** Given data follows **

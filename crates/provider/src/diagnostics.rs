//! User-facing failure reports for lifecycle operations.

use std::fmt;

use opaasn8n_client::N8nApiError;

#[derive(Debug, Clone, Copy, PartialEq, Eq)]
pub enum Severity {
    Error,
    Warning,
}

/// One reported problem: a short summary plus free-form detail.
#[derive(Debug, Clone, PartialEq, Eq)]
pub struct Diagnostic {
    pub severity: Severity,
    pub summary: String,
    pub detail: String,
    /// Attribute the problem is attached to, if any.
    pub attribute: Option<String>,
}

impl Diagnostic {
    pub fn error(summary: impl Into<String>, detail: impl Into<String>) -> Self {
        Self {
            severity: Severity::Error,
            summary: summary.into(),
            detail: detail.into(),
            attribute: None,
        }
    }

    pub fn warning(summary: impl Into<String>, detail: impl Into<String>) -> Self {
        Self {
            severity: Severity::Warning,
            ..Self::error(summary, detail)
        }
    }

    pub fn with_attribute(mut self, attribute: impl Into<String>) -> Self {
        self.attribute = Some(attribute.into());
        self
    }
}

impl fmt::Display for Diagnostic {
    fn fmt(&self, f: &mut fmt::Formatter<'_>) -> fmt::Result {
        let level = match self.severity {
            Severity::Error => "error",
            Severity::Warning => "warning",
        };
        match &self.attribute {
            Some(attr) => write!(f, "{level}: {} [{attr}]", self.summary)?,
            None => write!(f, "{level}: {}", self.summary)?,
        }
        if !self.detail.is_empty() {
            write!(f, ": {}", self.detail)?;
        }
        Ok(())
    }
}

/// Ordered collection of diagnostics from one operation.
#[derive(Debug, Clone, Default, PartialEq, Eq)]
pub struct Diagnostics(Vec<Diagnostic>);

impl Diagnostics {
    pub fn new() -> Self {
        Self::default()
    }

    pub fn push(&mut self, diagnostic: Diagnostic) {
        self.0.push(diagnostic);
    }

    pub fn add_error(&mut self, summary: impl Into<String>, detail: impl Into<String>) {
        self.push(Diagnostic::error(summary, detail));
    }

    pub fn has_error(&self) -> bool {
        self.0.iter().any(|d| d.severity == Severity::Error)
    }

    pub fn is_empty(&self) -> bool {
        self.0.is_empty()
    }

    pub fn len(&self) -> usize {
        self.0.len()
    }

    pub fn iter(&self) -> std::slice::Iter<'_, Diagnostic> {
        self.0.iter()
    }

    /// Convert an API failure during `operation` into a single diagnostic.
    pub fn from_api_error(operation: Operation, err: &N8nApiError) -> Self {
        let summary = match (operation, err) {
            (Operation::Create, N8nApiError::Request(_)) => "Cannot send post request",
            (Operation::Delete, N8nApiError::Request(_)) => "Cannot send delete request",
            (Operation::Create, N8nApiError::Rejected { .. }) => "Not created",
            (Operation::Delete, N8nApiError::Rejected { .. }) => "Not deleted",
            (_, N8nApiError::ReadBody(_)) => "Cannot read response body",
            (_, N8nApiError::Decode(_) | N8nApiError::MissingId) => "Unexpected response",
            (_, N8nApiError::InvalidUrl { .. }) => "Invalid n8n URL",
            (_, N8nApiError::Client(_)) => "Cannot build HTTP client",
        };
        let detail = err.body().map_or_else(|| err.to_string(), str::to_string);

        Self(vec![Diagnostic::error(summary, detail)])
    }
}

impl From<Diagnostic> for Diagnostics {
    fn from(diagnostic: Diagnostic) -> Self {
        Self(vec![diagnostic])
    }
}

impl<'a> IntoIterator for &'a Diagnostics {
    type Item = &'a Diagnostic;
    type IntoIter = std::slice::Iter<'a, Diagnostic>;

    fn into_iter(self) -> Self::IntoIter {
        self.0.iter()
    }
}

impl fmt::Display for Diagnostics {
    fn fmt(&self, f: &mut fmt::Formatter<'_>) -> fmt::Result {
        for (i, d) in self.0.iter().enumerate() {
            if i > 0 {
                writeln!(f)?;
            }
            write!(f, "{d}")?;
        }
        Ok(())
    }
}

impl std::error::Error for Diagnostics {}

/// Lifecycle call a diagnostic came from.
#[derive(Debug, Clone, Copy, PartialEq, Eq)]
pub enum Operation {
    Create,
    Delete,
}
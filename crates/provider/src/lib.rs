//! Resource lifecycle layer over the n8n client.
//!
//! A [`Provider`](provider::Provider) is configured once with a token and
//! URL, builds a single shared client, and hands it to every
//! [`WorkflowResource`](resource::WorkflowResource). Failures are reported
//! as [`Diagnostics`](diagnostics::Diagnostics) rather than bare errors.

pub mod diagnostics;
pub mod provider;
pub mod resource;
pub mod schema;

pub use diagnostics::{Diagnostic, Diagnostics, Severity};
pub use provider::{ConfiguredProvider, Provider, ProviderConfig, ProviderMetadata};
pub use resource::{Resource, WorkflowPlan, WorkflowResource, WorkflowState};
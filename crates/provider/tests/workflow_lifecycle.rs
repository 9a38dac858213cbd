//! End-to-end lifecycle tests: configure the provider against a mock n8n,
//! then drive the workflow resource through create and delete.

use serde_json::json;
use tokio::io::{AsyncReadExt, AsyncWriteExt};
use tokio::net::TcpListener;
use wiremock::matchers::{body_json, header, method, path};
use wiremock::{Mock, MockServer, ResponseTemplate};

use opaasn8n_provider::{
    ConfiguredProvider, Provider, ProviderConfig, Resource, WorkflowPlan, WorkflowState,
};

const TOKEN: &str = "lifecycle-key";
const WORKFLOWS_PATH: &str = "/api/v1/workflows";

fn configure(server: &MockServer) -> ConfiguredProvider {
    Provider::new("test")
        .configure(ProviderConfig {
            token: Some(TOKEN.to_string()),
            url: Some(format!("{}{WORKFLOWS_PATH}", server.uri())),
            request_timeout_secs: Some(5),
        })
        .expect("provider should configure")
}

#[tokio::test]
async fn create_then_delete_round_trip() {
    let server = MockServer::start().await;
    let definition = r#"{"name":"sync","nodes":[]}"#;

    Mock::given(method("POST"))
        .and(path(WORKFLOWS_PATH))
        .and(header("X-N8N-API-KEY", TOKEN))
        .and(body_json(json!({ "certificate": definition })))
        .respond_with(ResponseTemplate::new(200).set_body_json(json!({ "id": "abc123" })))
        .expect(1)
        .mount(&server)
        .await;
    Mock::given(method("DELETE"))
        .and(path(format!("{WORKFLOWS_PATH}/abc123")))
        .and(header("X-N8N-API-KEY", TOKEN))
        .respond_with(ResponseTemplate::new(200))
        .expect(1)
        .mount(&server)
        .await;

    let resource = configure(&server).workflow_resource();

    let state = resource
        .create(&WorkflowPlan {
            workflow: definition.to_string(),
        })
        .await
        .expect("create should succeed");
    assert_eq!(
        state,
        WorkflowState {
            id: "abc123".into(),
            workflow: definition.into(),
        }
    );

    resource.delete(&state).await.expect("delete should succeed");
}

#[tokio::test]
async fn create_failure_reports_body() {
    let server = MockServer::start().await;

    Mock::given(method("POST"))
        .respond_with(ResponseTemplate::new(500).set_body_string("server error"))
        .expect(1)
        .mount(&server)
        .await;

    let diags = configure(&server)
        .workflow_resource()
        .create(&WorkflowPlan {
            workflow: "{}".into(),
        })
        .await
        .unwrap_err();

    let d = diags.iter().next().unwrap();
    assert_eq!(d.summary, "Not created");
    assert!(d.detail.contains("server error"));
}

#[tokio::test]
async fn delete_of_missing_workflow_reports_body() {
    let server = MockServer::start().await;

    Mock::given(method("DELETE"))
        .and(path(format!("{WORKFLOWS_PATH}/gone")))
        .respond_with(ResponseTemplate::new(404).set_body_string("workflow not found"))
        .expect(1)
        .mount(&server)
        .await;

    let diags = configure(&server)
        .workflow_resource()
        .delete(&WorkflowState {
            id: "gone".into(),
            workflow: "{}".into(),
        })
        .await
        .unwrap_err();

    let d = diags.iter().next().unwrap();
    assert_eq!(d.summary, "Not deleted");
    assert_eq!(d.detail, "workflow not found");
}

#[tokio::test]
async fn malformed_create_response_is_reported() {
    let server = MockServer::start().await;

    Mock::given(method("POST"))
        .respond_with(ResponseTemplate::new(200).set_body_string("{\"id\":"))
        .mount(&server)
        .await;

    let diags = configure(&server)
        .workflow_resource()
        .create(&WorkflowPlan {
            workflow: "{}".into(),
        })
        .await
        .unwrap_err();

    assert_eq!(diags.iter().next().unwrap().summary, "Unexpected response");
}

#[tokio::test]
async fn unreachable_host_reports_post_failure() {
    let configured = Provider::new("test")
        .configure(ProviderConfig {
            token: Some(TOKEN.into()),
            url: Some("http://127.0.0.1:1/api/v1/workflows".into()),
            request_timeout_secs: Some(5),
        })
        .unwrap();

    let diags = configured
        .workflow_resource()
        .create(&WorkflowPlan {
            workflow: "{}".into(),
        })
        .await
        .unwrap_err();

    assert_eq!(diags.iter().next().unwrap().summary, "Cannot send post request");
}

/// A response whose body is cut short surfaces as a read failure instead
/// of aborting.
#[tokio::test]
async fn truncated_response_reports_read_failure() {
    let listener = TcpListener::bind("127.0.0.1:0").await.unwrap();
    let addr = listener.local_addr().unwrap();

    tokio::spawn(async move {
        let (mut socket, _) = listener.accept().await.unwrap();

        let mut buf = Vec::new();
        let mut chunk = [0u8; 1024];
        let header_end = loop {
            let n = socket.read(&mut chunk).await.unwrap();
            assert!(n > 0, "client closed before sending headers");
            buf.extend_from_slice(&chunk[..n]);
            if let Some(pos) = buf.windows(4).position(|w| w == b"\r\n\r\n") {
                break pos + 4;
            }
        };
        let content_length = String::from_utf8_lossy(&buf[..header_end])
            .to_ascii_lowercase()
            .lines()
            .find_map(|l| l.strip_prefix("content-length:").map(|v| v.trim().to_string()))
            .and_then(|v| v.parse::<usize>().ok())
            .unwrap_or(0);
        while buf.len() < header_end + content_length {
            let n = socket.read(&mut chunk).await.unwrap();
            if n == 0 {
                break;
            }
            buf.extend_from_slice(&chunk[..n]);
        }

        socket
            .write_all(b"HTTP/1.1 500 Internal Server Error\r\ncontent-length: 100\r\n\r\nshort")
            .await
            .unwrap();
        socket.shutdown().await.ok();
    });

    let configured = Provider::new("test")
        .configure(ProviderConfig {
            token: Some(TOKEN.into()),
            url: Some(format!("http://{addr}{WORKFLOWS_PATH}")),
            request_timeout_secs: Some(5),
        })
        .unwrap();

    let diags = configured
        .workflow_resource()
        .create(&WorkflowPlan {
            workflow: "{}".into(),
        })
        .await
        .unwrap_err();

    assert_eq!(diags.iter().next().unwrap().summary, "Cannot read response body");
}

** End of Given data **

Search the records for the word "socket". Copy each line where it appears.

The completed task:
        let (mut socket, _) = listener.accept().await.unwrap();
            let n = socket.read(&mut chunk).await.unwrap();
            let n = socket.read(&mut chunk).await.unwrap();
        socket
        socket.shutdown().await.ok();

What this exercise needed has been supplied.